- **Directions for this task**:
Gather from the material every line that contains the string "const".
::::
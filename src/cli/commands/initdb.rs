use anyhow::{Context, Result};
use migration::{Migrator, MigratorTrait};
use tracing::{debug, info, trace};

use crate::config::connect_database;

pub async fn init_database(database_url: &str) -> Result<()> {
    trace!("Entering init_database function");
    info!("Initializing database");
    debug!("Database URL: {}", database_url);

    let db = connect_database(database_url)
        .await
        .with_context(|| format!("Failed to connect to database '{}'", database_url))?;
    info!("Successfully connected to database");

    info!("Running database migrations");
    Migrator::up(&db, None)
        .await
        .context("Failed to run database migrations")?;
    debug!("All pending migrations have been applied");

    info!("Database initialization completed successfully!");
    Ok(())
}
use crate::handlers::{
    admin::{delete_record, get_record, list_records},
    auth::{login, logout, register},
    dashboard::{get_dashboard, post_dashboard},
    health::health_check,
    homes::{get_homes, post_homes},
    projects::{get_project, search_projects},
};
use crate::schemas::{ApiDoc, AppState};
use axum::{
    Router,
    routing::{get, post},
};
use std::time::Duration;
use tower::ServiceBuilder;
use tower_http::{
    compression::CompressionLayer, cors::CorsLayer, timeout::TimeoutLayer, trace::TraceLayer,
};
use utoipa::OpenApi;
use utoipa_swagger_ui::SwaggerUi;

/// Create application router with all routes and middleware
pub fn create_router(state: AppState) -> Router {
    Router::new()
        // Health check
        .route("/health", get(health_check))
        // Accounts and sessions
        .route("/api/v1/auth/register", post(register))
        .route("/api/v1/auth/login", post(login))
        .route("/api/v1/auth/logout", post(logout))
        // Household pages
        .route("/api/v1/dashboard", get(get_dashboard).post(post_dashboard))
        .route("/api/v1/manage-homes", get(get_homes).post(post_homes))
        // DIY catalog
        .route("/api/v1/projects/search", get(search_projects))
        .route("/api/v1/projects/:project_id", get(get_project))
        // Admin browser
        .route("/api/v1/admin/:entity", get(list_records))
        .route("/api/v1/admin/:entity/:id", get(get_record).delete(delete_record))
        // Swagger UI
        .merge(SwaggerUi::new("/swagger-ui").url("/api-docs/openapi.json", ApiDoc::openapi()))
        // Add middleware
        .layer(
            ServiceBuilder::new()
                .layer(TraceLayer::new_for_http())
                .layer(CompressionLayer::new())
                .layer(TimeoutLayer::new(Duration::from_secs(30)))
                .layer(CorsLayer::permissive()),
        )
        .with_state(state)
}
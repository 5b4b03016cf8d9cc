use anyhow::{Context, Result};
use tokio::net::TcpListener;
use tracing::{debug, error, info, trace};

use crate::config::{AppConfig, initialize_app_state};
use crate::router::create_router;

pub async fn serve(config: &AppConfig) -> Result<()> {
    trace!("Entering serve function");
    info!("HomeKeep application starting up");
    debug!("Database URL: {}", config.database_url);
    debug!("Bind address: {}", config.bind_address);

    // Initialize application state
    let state = match initialize_app_state(config).await {
        Ok(state) => {
            debug!("Application state initialized successfully");
            state
        }
        Err(e) => {
            error!("Failed to initialize application state: {}", e);
            return Err(e);
        }
    };

    let app = create_router(state);
    debug!("Router created successfully");

    // Start server
    info!("Starting server on {}", config.bind_address);
    let listener = TcpListener::bind(&config.bind_address)
        .await
        .with_context(|| format!("Failed to bind to address {}", config.bind_address))?;

    info!("HomeKeep API server running on http://{}", config.bind_address);
    info!("Swagger UI available at http://{}/swagger-ui", config.bind_address);

    if let Err(e) = axum::serve(listener, app).await {
        error!("Server error: {}", e);
        return Err(e.into());
    }

    info!("Server shutdown gracefully");
    Ok(())
}
//! OpenAI chat completions client that structures DIY pages

use std::time::Duration;

use async_trait::async_trait;
use reqwest::Client;
use serde::{Deserialize, Serialize};
use serde_json::json;
use tracing::debug;

use super::{ExtractedProject, IngestError, ProjectExtractor};

const OPENAI_BASE_URL: &str = "https://api.openai.com/v1";
const REQUEST_TIMEOUT_SECS: u64 = 120;

const SYSTEM_PROMPT: &str = "You extract structured data from DIY project pages. \
Use only the text provided and do not invent anything. \
Answer with a single JSON object and nothing else.";

const SCHEMA_PROMPT: &str = r#"Extract the following from this DIY page's text and return it as JSON:

{
  "title": "string",
  "description": "string",
  "avg_price": float or null,
  "step_count": integer,
  "estimated_time_minutes": integer or null,
  "is_rental_safe": boolean,
  "materials_json": ["string"],
  "tools_json": ["string"],
  "steps": [
    {"step_number": integer, "instruction_text": "string"}
  ]
}

Rental safe rule: is_rental_safe is false if a drill is required or holes are drilled.
If a value is not present in the text, use null.

Page text:
"#;

#[derive(Serialize)]
struct ChatMessage<'a> {
    role: &'a str,
    content: String,
}

#[derive(Deserialize)]
struct ChatCompletion {
    choices: Vec<ChatChoice>,
}

#[derive(Deserialize)]
struct ChatChoice {
    message: ChatReply,
}

#[derive(Deserialize)]
struct ChatReply {
    #[serde(default)]
    content: Option<String>,
}

#[derive(Clone)]
pub struct OpenAiExtractor {
    client: Client,
    api_key: String,
    model: String,
    base_url: String,
}

impl OpenAiExtractor {
    pub fn new(api_key: impl Into<String>, model: impl Into<String>) -> Result<Self, IngestError> {
        let client = Client::builder()
            .timeout(Duration::from_secs(REQUEST_TIMEOUT_SECS))
            .build()
            .map_err(|e| IngestError::Extractor(e.to_string()))?;

        Ok(Self {
            client,
            api_key: api_key.into(),
            model: model.into(),
            base_url: OPENAI_BASE_URL.to_string(),
        })
    }
}

#[async_trait]
impl ProjectExtractor for OpenAiExtractor {
    async fn extract(&self, page_text: &str) -> Result<ExtractedProject, IngestError> {
        let messages = vec![
            ChatMessage {
                role: "system",
                content: SYSTEM_PROMPT.to_string(),
            },
            ChatMessage {
                role: "user",
                content: format!("{}{}", SCHEMA_PROMPT, page_text),
            },
        ];
        let body = json!({
            "model": self.model,
            "messages": messages,
            "response_format": {"type": "json_object"},
        });

        debug!("Requesting extraction from {}", self.model);
        let response = self
            .client
            .post(format!("{}/chat/completions", self.base_url))
            .bearer_auth(&self.api_key)
            .json(&body)
            .send()
            .await
            .map_err(|e| IngestError::Extractor(e.to_string()))?;

        if !response.status().is_success() {
            return Err(IngestError::Extractor(format!(
                "completion request failed: {}",
                response.status()
            )));
        }

        let completion: ChatCompletion = response
            .json()
            .await
            .map_err(|e| IngestError::Extractor(e.to_string()))?;
        let content = completion
            .choices
            .into_iter()
            .next()
            .and_then(|choice| choice.message.content)
            .ok_or_else(|| IngestError::MalformedExtraction("empty completion".to_string()))?;

        ExtractedProject::from_json(&content)
    }
}
use super::{app_user, home};
use sea_orm::entity::prelude::*;

/// Join table linking users to the homes they may manage.
#[derive(Clone, Debug, PartialEq, Eq, DeriveEntityModel)]
#[sea_orm(table_name = "home_user_connections")]
pub struct Model {
    #[sea_orm(primary_key, auto_increment = false)]
    pub username: String,
    #[sea_orm(primary_key, auto_increment = false)]
    pub home_id: i32,
}

#[derive(Copy, Clone, Debug, EnumIter, DeriveRelation)]
pub enum Relation {
    #[sea_orm(
        belongs_to = "app_user::Entity",
        from = "Column::Username",
        to = "app_user::Column::Username",
        on_delete = "Cascade"
    )]
    AppUser,
    #[sea_orm(
        belongs_to = "home::Entity",
        from = "Column::HomeId",
        to = "home::Column::Id",
        on_delete = "Cascade"
    )]
    Home,
}

impl Related<home::Entity> for Entity {
    fn to() -> RelationDef {
        Relation::Home.def()
    }
}

impl Related<app_user::Entity> for Entity {
    fn to() -> RelationDef {
        Relation::AppUser.def()
    }
}

impl ActiveModelBehavior for ActiveModel {}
::::
- **Solution below**:
const OPENAI_BASE_URL: &str = "https://api.openai.com/v1";
const REQUEST_TIMEOUT_SECS: u64 = 120;
const SYSTEM_PROMPT: &str = "You extract structured data from DIY project pages. \
const SCHEMA_PROMPT: &str = r#"Extract the following from this DIY page's text and return it as JSON:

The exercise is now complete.